At what was probably his last press conference to present the latest employment figures, Iago, in acting capacity, was able to point to a May employment scenario akin to that of high summer. The number of people signed on for work with social security - just over 600,000 - was an all-time high for the month. The jobs were overwhelmingly now ones with some permanence. The scourge of the temporary contract, assisted by Spanish government labour reform, has been well and truly tackled.
Driven by employment and the economic model, tourism in the Balearics is in rude health. There is plenty of work and there are plenty of tourists. In April, a new record was set - 1,476,097, beating 2019 by more than 150,000. Yet despite this, Iago’s PSOE finds itself out of government, as do its coalition partners, Més and Podemos. Why? Without neglecting some of the more way-out narrative promulgated by Més and Podemos and which tainted PSOE, it was in no small part because of a Prohens rhetoric about freeing the people from prohibition. For which, read control and intervention. And Iago has been the number one controller and interventionist.

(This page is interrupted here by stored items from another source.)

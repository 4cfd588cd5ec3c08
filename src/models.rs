//! Data models for conversation reconstruction
//!
//! Raw rows as they come out of the message store, the lookup tables built
//! from them, and the assembled conversations handed to the renderer.

use std::collections::HashMap;
use std::path::{Path, PathBuf};

use thiserror::Error;

use crate::timestamp::DecodedTimestamp;

/// Chat id used for messages that are not linked to any chat room
pub const NO_CHAT_ID: i64 = -1;

/// Conversation key used when no participant identity survives
pub const UNKNOWN_CONTACT: &str = "Unknown";

/// Participant recorded for a chat room in the chat→handle lookup
#[derive(Debug, Clone, PartialEq, Eq)]
pub enum ChatHandle {
    /// A participant address was found
    Known(String),
    /// The chat exists but no participant handle could be joined
    Unknown,
}

impl ChatHandle {
    /// Key this entry contributes to conversation grouping
    #[must_use]
    pub fn as_key(&self) -> &str {
        match self {
            Self::Known(handle) => handle,
            Self::Unknown => UNKNOWN_CONTACT,
        }
    }
}

/// Chat room id → participant handle, immutable once built
#[derive(Debug, Clone, Default)]
pub struct ChatHandleLookup {
    entries: HashMap<i64, ChatHandle>,
}

impl ChatHandleLookup {
    /// Build the lookup from `(chat id, handle address)` rows.
    ///
    /// A chat may appear once per participant. The first known participant
    /// wins; a chat whose rows carry no address keeps the `Unknown` sentinel.
    pub fn from_rows<I>(rows: I) -> Self
    where
        I: IntoIterator<Item = (i64, Option<String>)>,
    {
        let mut entries: HashMap<i64, ChatHandle> = HashMap::new();
        for (chat_id, handle) in rows {
            let candidate = match handle {
                Some(h) if h != UNKNOWN_CONTACT => ChatHandle::Known(h),
                _ => ChatHandle::Unknown,
            };
            match entries.get(&chat_id) {
                Some(ChatHandle::Known(_)) => {},
                _ => {
                    entries.insert(chat_id, candidate);
                },
            }
        }
        Self { entries }
    }

    /// Entry for a chat room, if the chat table knows it
    #[must_use]
    pub fn get(&self, chat_id: i64) -> Option<&ChatHandle> {
        self.entries.get(&chat_id)
    }

    /// Number of chat rooms in the lookup
    #[must_use]
    pub fn len(&self) -> usize {
        self.entries.len()
    }

    /// True when the store has no chats
    #[must_use]
    pub fn is_empty(&self) -> bool {
        self.entries.is_empty()
    }
}

/// One (message, attachment) link as read from the store
#[derive(Debug, Clone, PartialEq, Eq)]
pub struct AttachmentRef {
    /// Attachment row id
    pub attachment_id: i64,
    /// Stored file path (Strategy A reference)
    pub filename: Option<String>,
    /// Declared MIME type
    pub mime_type: Option<String>,
    /// Declared display name
    pub transfer_name: Option<String>,
    /// Globally unique identifier (Strategy B reference)
    pub guid: Option<String>,
}

impl AttachmentRef {
    /// Key used to memoise resolution and to name the attachment.
    ///
    /// The stored filename when present, otherwise the guid.
    #[must_use]
    pub fn reference_key(&self) -> Option<&str> {
        non_empty(self.filename.as_deref()).or_else(|| non_empty(self.guid.as_deref()))
    }
}

fn non_empty(value: Option<&str>) -> Option<&str> {
    value.filter(|v| !v.trim().is_empty())
}

/// Message id → attachment links, immutable once built
#[derive(Debug, Clone, Default)]
pub struct AttachmentIndex {
    by_message: HashMap<i64, Vec<AttachmentRef>>,
}

impl AttachmentIndex {
    /// Group `(message id, attachment)` rows by message, keeping row order
    pub fn from_rows<I>(rows: I) -> Self
    where
        I: IntoIterator<Item = (i64, AttachmentRef)>,
    {
        let mut by_message: HashMap<i64, Vec<AttachmentRef>> = HashMap::new();
        for (message_id, attachment) in rows {
            by_message.entry(message_id).or_default().push(attachment);
        }
        Self { by_message }
    }

    /// Attachments linked to a message (empty when none)
    #[must_use]
    pub fn get(&self, message_id: i64) -> &[AttachmentRef] {
        self.by_message.get(&message_id).map_or(&[], Vec::as_slice)
    }

    /// Iterate over every message id and its attachments, in message id order
    pub fn iter(&self) -> impl Iterator<Item = (i64, &[AttachmentRef])> {
        let mut ids: Vec<i64> = self.by_message.keys().copied().collect();
        ids.sort_unstable();
        ids.into_iter().map(move |id| (id, self.get(id)))
    }

    /// Total number of links
    #[must_use]
    pub fn link_count(&self) -> usize {
        self.by_message.values().map(Vec::len).sum()
    }
}

/// A message row from the store, before decoding
#[derive(Debug, Clone, PartialEq, Eq)]
pub struct MessageRow {
    /// Message row id
    pub rowid: i64,
    /// Raw send time
    pub date: i64,
    /// True if the device owner sent the message
    pub is_from_me: bool,
    /// Raw text, absent for attachment-only messages
    pub text: Option<String>,
    /// Linked chat room, absent when the message has no chat link
    pub chat_id: Option<i64>,
    /// Address of the message's own handle
    pub handle: Option<String>,
}

/// Why an attachment could not be copied into the export
#[derive(Error, Debug, Clone, PartialEq, Eq)]
pub enum UnresolvedReason {
    /// The attachment row has neither a filename nor a guid
    #[error("attachment has no filename or guid")]
    NoReference,
    /// The filename cannot be mapped to a path inside the output tree
    #[error("unusable attachment reference: {0}")]
    InvalidReference(String),
    /// No strategy found a source file
    #[error("no backup file found (tried {})", display_paths(.tried))]
    NotFound {
        /// Source paths that were checked
        tried: Vec<PathBuf>,
    },
    /// A source file was found but copying it failed
    #[error("copying {} failed: {message}", .path.display())]
    CopyFailed {
        /// Source path being copied
        path: PathBuf,
        /// I/O error text
        message: String,
    },
}

fn display_paths(paths: &[PathBuf]) -> String {
    if paths.is_empty() {
        return "nothing".to_string();
    }
    paths.iter().map(|p| p.display().to_string()).collect::<Vec<_>>().join(", ")
}

/// Outcome of resolving one attachment reference
#[derive(Debug, Clone, PartialEq, Eq)]
pub enum Resolution {
    /// Copied; path is relative to the export root, `/`-separated
    Resolved(String),
    /// Not copied
    Unresolved(UnresolvedReason),
}

impl Resolution {
    /// Export-relative path when resolved
    #[must_use]
    pub fn path(&self) -> Option<&str> {
        match self {
            Self::Resolved(path) => Some(path),
            Self::Unresolved(_) => None,
        }
    }

    /// True when the file was copied
    #[must_use]
    pub const fn is_resolved(&self) -> bool {
        matches!(self, Self::Resolved(_))
    }
}

const IMAGE_EXTENSIONS: [&str; 5] = ["jpg", "jpeg", "png", "gif", "webp"];

/// An attachment with its resolution result
#[derive(Debug, Clone, PartialEq, Eq)]
pub struct Attachment {
    /// Filename or guid the attachment was resolved by
    pub reference_key: String,
    /// Declared MIME type
    pub mime_type: Option<String>,
    /// Declared display name
    pub display_name: Option<String>,
    /// Copy outcome
    pub resolution: Resolution,
}

impl Attachment {
    /// True when the attachment was copied and a browser can show it inline
    #[must_use]
    pub fn is_inline_image(&self) -> bool {
        let Some(path) = self.resolution.path() else {
            return false;
        };
        let by_extension = Path::new(path)
            .extension()
            .and_then(|ext| ext.to_str())
            .is_some_and(|ext| IMAGE_EXTENSIONS.contains(&ext.to_ascii_lowercase().as_str()));
        let by_mime = self.mime_type.as_deref().is_some_and(|mime| {
            mime.strip_prefix("image/")
                .is_some_and(|sub| IMAGE_EXTENSIONS.contains(&sub.to_ascii_lowercase().as_str()))
        });
        by_extension || by_mime
    }

    /// Name to show for the attachment in placeholders
    #[must_use]
    pub fn label(&self) -> &str {
        self.display_name
            .as_deref()
            .filter(|name| !name.trim().is_empty())
            .unwrap_or(&self.reference_key)
    }
}

/// A decoded message ready for rendering
#[derive(Debug, Clone, PartialEq, Eq)]
pub struct Message {
    /// Source row id
    pub rowid: i64,
    /// True if sent by the device owner
    pub from_me: bool,
    /// Raw text as stored
    pub raw_text: Option<String>,
    /// Escaped text with missing-content markers replaced
    pub body: String,
    /// Decoded send time
    pub timestamp: DecodedTimestamp,
    /// Attachments in link order
    pub attachments: Vec<Attachment>,
}

/// All messages grouped under one effective conversation key
#[derive(Debug, Clone, PartialEq, Eq)]
pub struct Conversation {
    /// Effective conversation key
    pub key: String,
    /// Messages in arrival order
    pub messages: Vec<Message>,
}

/// Conversations in first-seen order
#[derive(Debug, Clone, Default)]
pub struct ConversationSet {
    conversations: Vec<Conversation>,
    positions: HashMap<String, usize>,
}

impl ConversationSet {
    /// Create an empty set
    #[must_use]
    pub fn new() -> Self {
        Self::default()
    }

    /// Append a message to the conversation for `key`, creating it on first use
    pub fn push(&mut self, key: &str, message: Message) {
        let index = if let Some(&index) = self.positions.get(key) {
            index
        } else {
            self.conversations.push(Conversation {
                key: key.to_string(),
                messages: Vec::new(),
            });
            let index = self.conversations.len() - 1;
            self.positions.insert(key.to_string(), index);
            index
        };
        self.conversations[index].messages.push(message);
    }

    /// Conversation for a key
    #[must_use]
    pub fn get(&self, key: &str) -> Option<&Conversation> {
        self.positions.get(key).map(|&index| &self.conversations[index])
    }

    /// Iterate in first-seen order
    pub fn iter(&self) -> std::slice::Iter<'_, Conversation> {
        self.conversations.iter()
    }

    /// Number of conversations
    #[must_use]
    pub fn len(&self) -> usize {
        self.conversations.len()
    }

    /// True when nothing was assembled
    #[must_use]
    pub fn is_empty(&self) -> bool {
        self.conversations.is_empty()
    }

    /// Messages across all conversations
    #[must_use]
    pub fn message_count(&self) -> usize {
        self.conversations.iter().map(|c| c.messages.len()).sum()
    }
}

impl<'a> IntoIterator for &'a ConversationSet {
    type Item = &'a Conversation;
    type IntoIter = std::slice::Iter<'a, Conversation>;

    fn into_iter(self) -> Self::IntoIter {
        self.iter()
    }
}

Prohens can perhaps be grateful that her observation about adjustable hotel beds didn’t come back to bite her. The Iago insistence on all hotels replacing existing beds with adjustable ones was, said Prohens, “a nonsense”. Ill-advised, this was taken as undervaluing the work of chambermaids and the occupational injuries they suffer. The remark was forgotten, but it had been directed at an intervention that led the hoteliers to initially having rejected the Iago law for tourism circularity and sustainability which contained this provision.
When the law was first given an airing early last year, Maria Frontera, the president of the Mallorca Hoteliers Federation, argued that aspects, e.g. adjustable beds, were already being adopted. She stressed that it was not typically the role of the federation to be “interventionist”. It didn’t look to get involved with politics directly. But she had branded the law “electoral”. And so the federation had involved itself.
Interventionist herself last year, Frontera has now felt free to attack an Iago interventionism. At the press conference for the employment figures, he responded by saying that “there is always interventionism, whatever the ideology”. And he was of course right. For example, and as I pointed out last week in this column, no government has been as interventionist in tourism matters than the first ever government from 1983. And that was a government of the right.
Frontera welcomes a change of government that will allow growth, Prohens having said that she will revisit an aspect of the 2012 tourism law that was introduced by a PP tourism minister, Carlos Delgado - hotels being allowed to expand in exchange for upgrades in star ratings. Delgado’s law, one which I thought was - in general - a pretty decent piece of legislation, promoted investment by adding a floor or two to hotel buildings. But this had a caveat. The total number of accommodation places had to be contained, so by creating new ones in certain hotels, others had to be withdrawn from elsewhere. It’s also completely forgotten that Delgado once said that he could contemplate a situation whereby the number of places would be reduced. This was a reason why the hoteliers didn’t want him as tourism minister.
So, what intervention might there now be, regardless of ideology? No one seriously entertains the idea of uncontrolled growth of tourist numbers (or any growth). Delgado didn’t, and let’s not also forget that he refused to bring about liberating legislation for holiday rentals of the type that a Més tourism minister did in 2017. Negueruela didn’t. Leading figures in the hotel industry have themselves now spoken in favour of limits. Someone has to control. Someone has to intervene.